# [WORK TO COMPLETE]
Print only the lines that begin at the line containing "for (y, row)" and end at the last line of the material, both included, without any change.
□ □ □ □ □ □ □
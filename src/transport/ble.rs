//! # Bluetooth LE Printer Link
//!
//! [`PrinterLink`] implementation over Bluetooth LE GATT.
//!
//! ## Service Profile
//!
//! Generic ESC/POS Bluetooth printers expose a fixed GATT profile:
//!
//! | Role | UUID |
//! |------|------|
//! | Print service | `000018f0-0000-1000-8000-00805f9b34fb` |
//! | Write characteristic | `00002af1-0000-1000-8000-00805f9b34fb` |
//!
//! Both identifiers are constants of the hardware class; compatible
//! firmware always carries them.
//!
//! ## Discovery
//!
//! These printers rarely advertise a consistent name, so the scan accepts
//! any discoverable device and selects the first one advertising the print
//! service (or the device matching an explicit name/address hint). Absence
//! of a Bluetooth adapter is a non-retryable capability error; an empty
//! scan is retryable by re-invoking the whole print operation.
//!
//! ## Writes
//!
//! Chunks are written with response so each write is acknowledged before
//! the next is issued; the characteristic itself guarantees no ordering.

use std::time::Duration;

use async_trait::async_trait;
use btleplug::api::{Central, Characteristic, Manager as _, Peripheral as _, ScanFilter, WriteType};
use btleplug::platform::{Manager, Peripheral};
use tracing::{debug, info};
use uuid::Uuid;

use crate::error::QuetzalError;
use crate::transport::PrinterLink;

/// GATT print service advertised by compatible printers.
pub const PRINT_SERVICE_UUID: Uuid = Uuid::from_u128(0x000018f0_0000_1000_8000_00805f9b34fb);

/// GATT write characteristic for print data.
pub const WRITE_CHARACTERISTIC_UUID: Uuid = Uuid::from_u128(0x00002af1_0000_1000_8000_00805f9b34fb);

/// How long the scan collects advertisements before selecting a device.
const SCAN_WINDOW: Duration = Duration::from_secs(5);

/// # Bluetooth LE Printer Link
///
/// Owns the device handle for exactly one print job. Each job performs its
/// own discovery; handles are never cached or reused across calls.
pub struct BleLink {
    device_hint: Option<String>,
    scan_window: Duration,
    peripheral: Option<Peripheral>,
    write_char: Option<Characteristic>,
}

impl BleLink {
    /// A link that selects the first printer advertising the print service.
    pub fn new() -> Self {
        Self {
            device_hint: None,
            scan_window: SCAN_WINDOW,
            peripheral: None,
            write_char: None,
        }
    }

    /// A link that selects the device whose name or address matches `hint`.
    pub fn with_device(hint: impl Into<String>) -> Self {
        Self {
            device_hint: Some(hint.into()),
            ..Self::new()
        }
    }

    /// Set the scan window. Default is 5 seconds.
    pub fn set_scan_window(&mut self, window: Duration) {
        self.scan_window = window;
    }

    /// Whether `peripheral` is the device this link should print to.
    async fn matches(&self, peripheral: &Peripheral) -> bool {
        let Ok(Some(props)) = peripheral.properties().await else {
            return false;
        };
        match &self.device_hint {
            Some(hint) => {
                let hint = normalize_device_id(hint);
                let by_name = props
                    .local_name
                    .as_deref()
                    .is_some_and(|name| normalize_device_id(name) == hint);
                by_name || normalize_device_id(&props.address.to_string()) == hint
            }
            None => props.services.contains(&PRINT_SERVICE_UUID),
        }
    }
}

impl Default for BleLink {
    fn default() -> Self {
        Self::new()
    }
}

#[async_trait]
impl PrinterLink for BleLink {
    async fn connect(&mut self) -> Result<(), QuetzalError> {
        // Discovering: an absent adapter is a capability error, not a
        // failed scan.
        let manager = Manager::new()
            .await
            .map_err(|e| QuetzalError::BluetoothUnavailable(e.to_string()))?;
        let adapter = manager
            .adapters()
            .await
            .map_err(|e| QuetzalError::BluetoothUnavailable(e.to_string()))?
            .into_iter()
            .next()
            .ok_or_else(|| {
                QuetzalError::BluetoothUnavailable("no Bluetooth adapter present".to_string())
            })?;

        info!(window_secs = self.scan_window.as_secs(), "scanning for printers");
        adapter
            .start_scan(ScanFilter::default())
            .await
            .map_err(|e| QuetzalError::Discovery(format!("Scan failed: {}", e)))?;
        tokio::time::sleep(self.scan_window).await;
        let _ = adapter.stop_scan().await;

        let peripherals = adapter
            .peripherals()
            .await
            .map_err(|e| QuetzalError::Discovery(format!("Scan failed: {}", e)))?;

        let mut target = None;
        for peripheral in peripherals {
            if self.matches(&peripheral).await {
                target = Some(peripheral);
                break;
            }
        }
        let peripheral = target.ok_or_else(|| {
            QuetzalError::Discovery(match &self.device_hint {
                Some(hint) => format!("Printer '{}' not found", hint),
                None => "No compatible printer found".to_string(),
            })
        })?;

        // Connected
        peripheral
            .connect()
            .await
            .map_err(|e| QuetzalError::Connection(format!("Connect failed: {}", e)))?;
        // Hold the handle from this point on, so a failed service
        // resolution still reaches disconnect.
        self.peripheral = Some(peripheral.clone());
        debug!("connected, resolving print service");

        // ServiceBound
        peripheral
            .discover_services()
            .await
            .map_err(|e| QuetzalError::Connection(format!("Service discovery failed: {}", e)))?;
        let write_char = peripheral
            .characteristics()
            .into_iter()
            .find(|c| c.uuid == WRITE_CHARACTERISTIC_UUID)
            .ok_or_else(|| {
                QuetzalError::Connection("Write characteristic 2AF1 not found".to_string())
            })?;

        info!("print service bound");
        self.write_char = Some(write_char);
        Ok(())
    }

    async fn write_chunk(&mut self, chunk: &[u8]) -> Result<(), QuetzalError> {
        let (peripheral, write_char) = match (&self.peripheral, &self.write_char) {
            (Some(p), Some(c)) => (p, c),
            _ => return Err(QuetzalError::Transmission("not connected".to_string())),
        };
        peripheral
            .write(write_char, chunk, WriteType::WithResponse)
            .await
            .map_err(|e| QuetzalError::Transmission(format!("Chunk write failed: {}", e)))
    }

    async fn disconnect(&mut self) -> Result<(), QuetzalError> {
        self.write_char = None;
        if let Some(peripheral) = self.peripheral.take() {
            peripheral
                .disconnect()
                .await
                .map_err(|e| QuetzalError::Connection(format!("Disconnect failed: {}", e)))?;
            info!("disconnected");
        }
        Ok(())
    }
}

/// Normalize a device name/address for comparison: alphanumerics only,
/// lowercased.
fn normalize_device_id(raw: &str) -> String {
    raw.chars()
        .filter(|c| c.is_ascii_alphanumeric())
        .map(|c| c.to_ascii_lowercase())
        .collect()
}

// ============================================================================
// TESTS
// ============================================================================
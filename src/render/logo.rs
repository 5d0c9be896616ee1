//! # Logo Rasterizer
//!
//! Fetches the store logo, converts it to a monochrome bitmap, and packs it
//! into the raster bit-image command.
//!
//! ## Pipeline
//!
//! 1. HTTP fetch of the logo URL
//! 2. Decode (any format the `image` crate recognizes)
//! 3. Proportional downscale to the fixed raster width
//!    ([`LOGO_WIDTH_DOTS`], 384 dots, the narrowest paper, so one asset
//!    serves every profile)
//! 4. Binarize: a pixel prints ink when its RGB average is below the
//!    brightness threshold and it is not significantly transparent
//! 5. Pack 8 pixels per byte, row-major, final byte of each row padded
//!    with clear bits
//! 6. Prepend the `GS v 0` header
//!
//! ## Failure Policy
//!
//! Every failure (unreachable URL, HTTP error status, undecodable body)
//! collapses to `None`. The composer treats `None` as "no logo section";
//! a missing logo never fails a print.

use image::DynamicImage;
use tracing::{debug, warn};

use crate::error::QuetzalError;
use crate::printer::LOGO_WIDTH_DOTS;
use crate::protocol::graphics;

/// RGB-average threshold below which a pixel prints ink.
const BRIGHTNESS_THRESHOLD: u16 = 128;

/// Alpha threshold below which a pixel counts as transparent (no ink).
const ALPHA_OPAQUE_MIN: u8 = 128;

/// Fetch a logo and render it to raster bit-image command bytes.
///
/// Returns `None` on any fetch or decode failure; the caller omits the
/// logo section and continues.
pub async fn fetch_logo(url: &str) -> Option<Vec<u8>> {
    match try_fetch(url).await {
        Ok(block) => {
            debug!(url, bytes = block.len(), "logo rasterized");
            Some(block)
        }
        Err(e) => {
            warn!(url, error = %e, "logo unavailable, printing without it");
            None
        }
    }
}

async fn try_fetch(url: &str) -> Result<Vec<u8>, QuetzalError> {
    let response = reqwest::get(url)
        .await
        .map_err(|e| QuetzalError::Image(format!("Fetch failed: {}", e)))?
        .error_for_status()
        .map_err(|e| QuetzalError::Image(format!("Fetch failed: {}", e)))?;

    let body = response
        .bytes()
        .await
        .map_err(|e| QuetzalError::Image(format!("Fetch failed: {}", e)))?;

    let img = image::load_from_memory(&body)
        .map_err(|e| QuetzalError::Image(format!("Decode failed: {}", e)))?;

    rasterize(&img)
}

/// Render a decoded image to raster bit-image command bytes.
///
/// Downscales to [`LOGO_WIDTH_DOTS`] wide (height preserves aspect ratio),
/// binarizes, packs, and frames with the `GS v 0` header.
pub fn rasterize(img: &DynamicImage) -> Result<Vec<u8>, QuetzalError> {
    let (orig_w, orig_h) = (img.width(), img.height());
    if orig_w == 0 || orig_h == 0 {
        return Err(QuetzalError::Image("Empty image".to_string()));
    }

    let height = ((orig_h as u64 * LOGO_WIDTH_DOTS as u64) / orig_w as u64).max(1);
    if height > u16::MAX as u64 {
        return Err(QuetzalError::Image(format!(
            "Logo too tall after scaling: {} rows",
            height
        )));
    }
    let height = height as u32;

    let scaled = img
        .resize_exact(LOGO_WIDTH_DOTS, height, image::imageops::FilterType::Lanczos3)
        .to_rgba8();

    let packed = pack_monochrome(&scaled);
    Ok(graphics::raster(LOGO_WIDTH_DOTS as u16, height as u16, &packed))
}

/// Binarize an RGBA image and pack it 8 pixels per byte, row-major.
///
/// Bit 7 of each byte is the leftmost pixel. Rows whose width is not a
/// multiple of 8 are padded with clear bits.
fn pack_monochrome(img: &image::RgbaImage) -> Vec<u8> {
    let width = img.width() as usize;
    let height = img.height() as usize;
    let row_bytes = width.div_ceil(8);

    let mut out = vec![0u8; row_bytes * height];
    for (y, row) in img.rows().enumerate() {
        for (x, pixel) in row.enumerate() {
            let [r, g, b, a] = pixel.0;
            let avg = (r as u16 + g as u16 + b as u16) / 3;
            if avg < BRIGHTNESS_THRESHOLD && a >= ALPHA_OPAQUE_MIN {
                out[y * row_bytes + x / 8] |= 0x80 >> (x % 8);
            }
        }
    }
    out
}

// ============================================================================
// TESTS
// ============================================================================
□ □ □ □ □ □ □
# [TASK OUTPUT]
    for (y, row) in img.rows().enumerate() {
        for (x, pixel) in row.enumerate() {
            let [r, g, b, a] = pixel.0;
            let avg = (r as u16 + g as u16 + b as u16) / 3;
            if avg < BRIGHTNESS_THRESHOLD && a >= ALPHA_OPAQUE_MIN {
                out[y * row_bytes + x / 8] |= 0x80 >> (x % 8);
            }
        }
    }
    out
}

// ============================================================================
// TESTS
// ============================================================================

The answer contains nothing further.